■ Data extracts:

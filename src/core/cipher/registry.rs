//! Backend registry: maps a backend name to its constructor.

use std::collections::BTreeMap;

use tracing::debug;

use super::{Crypter, Gpg};
use crate::core::config::Config;
use crate::error::{ConfigError, Result};

/// Builds a crypter from configuration.
pub type Constructor = Box<dyn Fn(&Config) -> Result<Box<dyn Crypter>>>;

/// Named backend constructors.
///
/// `Registry::default()` knows `gpg`. More backends can be added with
/// [`Registry::register`] before the first [`Registry::resolve`].
pub struct Registry {
    backends: BTreeMap<String, Constructor>,
}

impl Registry {
    /// Registry with no backends.
    pub fn empty() -> Self {
        Self {
            backends: BTreeMap::new(),
        }
    }

    /// Register (or replace) the constructor for `name`.
    pub fn register<F>(&mut self, name: impl Into<String>, constructor: F)
    where
        F: Fn(&Config) -> Result<Box<dyn Crypter>> + 'static,
    {
        self.backends.insert(name.into(), Box::new(constructor));
    }

    /// Registered backend names, sorted.
    pub fn names(&self) -> Vec<&str> {
        self.backends.keys().map(String::as_str).collect()
    }

    /// Construct the backend selected by `config`.
    ///
    /// # Errors
    ///
    /// Returns `ConfigError::UnsupportedBackend` for an unknown name, or
    /// whatever the backend's constructor reports.
    pub fn resolve(&self, config: &Config) -> Result<Box<dyn Crypter>> {
        let name = config.backend_name();
        let constructor =
            self.backends
                .get(name)
                .ok_or_else(|| ConfigError::UnsupportedBackend {
                    name: name.to_string(),
                    supported: self.names().join(", "),
                })?;
        debug!(backend = name, "creating crypter");
        constructor(config)
    }
}

impl Default for Registry {
    fn default() -> Self {
        let mut registry = Self::empty();
        registry.register("gpg", |config: &Config| {
            Ok(Box::new(Gpg::from_config(config)?) as Box<dyn Crypter>)
        });
        registry
    }
}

■ What the task requires: Every line of the material that includes the word "names" needs to be copied.

■ Reply to the exercise:
    /// Registered backend names, sorted.
    pub fn names(&self) -> Vec<&str> {
                    supported: self.names().join(", "),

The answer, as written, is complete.